Assignment:
Lines with "impl": state how many there are in the records below, and nothing else.

Information:
::::::
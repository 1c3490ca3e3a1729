use std::borrow::Cow;
use std::io::Write;
use std::time::Duration;

use fastrace::collector::{Config, Reporter, SpanRecord};
use fastrace_opentelemetry::OpenTelemetryReporter;
use log::{debug, warn, Level, Log};
use opentelemetry::InstrumentationScope;
use opentelemetry_appender_log::OpenTelemetryLogBridge;
use opentelemetry_otlp::{LogExporter, Protocol, SpanExporter, WithExportConfig};
use opentelemetry_sdk::logs::{BatchLogProcessor, SdkLoggerProvider};
use opentelemetry_sdk::Resource;
use sail_common::config::{OtlpProtocol, TelemetryConfig};

use crate::error::{TelemetryError, TelemetryResult};
use crate::loggers::composite::CompositeLogger;
use crate::loggers::span::SpanEventLogger;

pub struct ResourceOptions {
    pub kind: &'static str,
}

/// Flushes pending spans and log records when dropped.
///
/// A submission process is short-lived, so exported telemetry is only
/// guaranteed to leave the process once the guard goes away.
#[must_use = "telemetry is flushed when the guard is dropped"]
pub struct TelemetryGuard {
    logger_provider: Option<SdkLoggerProvider>,
}

impl TelemetryGuard {
    pub fn shutdown(self) {
        drop(self);
    }
}

impl Drop for TelemetryGuard {
    fn drop(&mut self) {
        debug!("flushing telemetry");
        fastrace::flush();
        if let Some(provider) = self.logger_provider.take() {
            if let Err(e) = provider.shutdown() {
                warn!("failed to flush exported logs: {e}");
            }
        }
    }
}

/// Installs the global logger and the fastrace reporter.
/// The logger can only be installed once per process, so a second call fails.
/// OTLP exporters are built on the Tokio runtime, so this must be called within a runtime context.
pub fn init_telemetry(
    config: &TelemetryConfig,
    resource: ResourceOptions,
) -> TelemetryResult<TelemetryGuard> {
    check_export_config(config)?;
    let logger_provider = init_logs(config, &resource)?;
    init_traces(config, &resource)?;
    debug!("telemetry initialized for sail-{}", resource.kind);
    Ok(TelemetryGuard { logger_provider })
}

fn check_export_config(config: &TelemetryConfig) -> TelemetryResult<()> {
    let exporting = config.export_traces || config.export_logs;
    if exporting && config.otlp_endpoint.trim().is_empty() {
        return Err(TelemetryError::invalid(
            "an OTLP endpoint is required to export telemetry",
        ));
    }
    Ok(())
}

fn init_traces(config: &TelemetryConfig, resource: &ResourceOptions) -> TelemetryResult<()> {
    if config.export_traces {
        let exporter = SpanExporter::builder()
            .with_tonic()
            .with_endpoint(config.otlp_endpoint.clone())
            .with_protocol(get_otlp_protocol(&config.otlp_protocol))
            .with_timeout(Duration::from_secs(config.otlp_timeout_secs))
            .build()?;
        let reporter = OpenTelemetryReporter::new(
            exporter,
            Cow::Owned(get_resource(resource)),
            get_instrumentation_scope(),
        );
        fastrace::set_reporter(reporter, Config::default());
    } else {
        fastrace::set_reporter(NoOpReporter, Config::default().report_interval(Duration::MAX));
    }
    Ok(())
}

/// Installs the console logger, mirrored to OTLP and span events when exporting.
/// Informational lines are meant for the person running the submission,
/// so the log target is only shown at debug level and below.
fn init_logs(
    config: &TelemetryConfig,
    resource: &ResourceOptions,
) -> TelemetryResult<Option<SdkLoggerProvider>> {
    let primary =
        env_logger::Builder::from_env(env_logger::Env::default().default_filter_or("info"))
            .format(move |buf, record| {
                let level = record.level();
                let style = buf.default_level_style(level);
                let timestamp = buf.timestamp();
                let args = record.args();
                if level <= Level::Info {
                    writeln!(buf, "[{timestamp} {style}{level}{style:#}] {args}")
                } else {
                    let target = record.target();
                    writeln!(buf, "[{timestamp} {style}{level}{style:#} {target}] {args}")
                }
            })
            .build();
    let max_level = primary.filter();

    let mut secondary: Vec<Box<dyn Log>> = vec![];
    let mut logger_provider = None;
    if config.export_logs {
        let exporter = LogExporter::builder()
            .with_tonic()
            .with_endpoint(config.otlp_endpoint.clone())
            .with_protocol(get_otlp_protocol(&config.otlp_protocol))
            .with_timeout(Duration::from_secs(config.otlp_timeout_secs))
            .build()?;
        let provider = SdkLoggerProvider::builder()
            .with_log_processor(BatchLogProcessor::builder(exporter).build())
            .with_resource(get_resource(resource))
            .build();
        secondary.push(Box::new(OpenTelemetryLogBridge::new(&provider)));
        logger_provider = Some(provider);
    }
    if config.export_traces {
        secondary.push(Box::new(SpanEventLogger));
    }

    log::set_boxed_logger(Box::new(CompositeLogger::new(Box::new(primary), secondary)))?;
    log::set_max_level(max_level);
    Ok(logger_provider)
}

/// A fastrace reporter that discards spans when trace export is disabled.
pub struct NoOpReporter;

impl Reporter for NoOpReporter {
    fn report(&mut self, _spans: Vec<SpanRecord>) {}
}

fn get_otlp_protocol(protocol: &OtlpProtocol) -> Protocol {
    match protocol {
        OtlpProtocol::Grpc => Protocol::Grpc,
        OtlpProtocol::HttpBinary => Protocol::HttpBinary,
        OtlpProtocol::HttpJson => Protocol::HttpJson,
    }
}

fn get_resource(resource: &ResourceOptions) -> Resource {
    Resource::builder()
        .with_service_name(format!("sail-{}", resource.kind))
        .build()
}

fn get_instrumentation_scope() -> InstrumentationScope {
    InstrumentationScope::builder("sail-k8s-submit")
        .with_version(env!("CARGO_PKG_VERSION"))
        .build()
}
::::::
Solution for this exercise:
3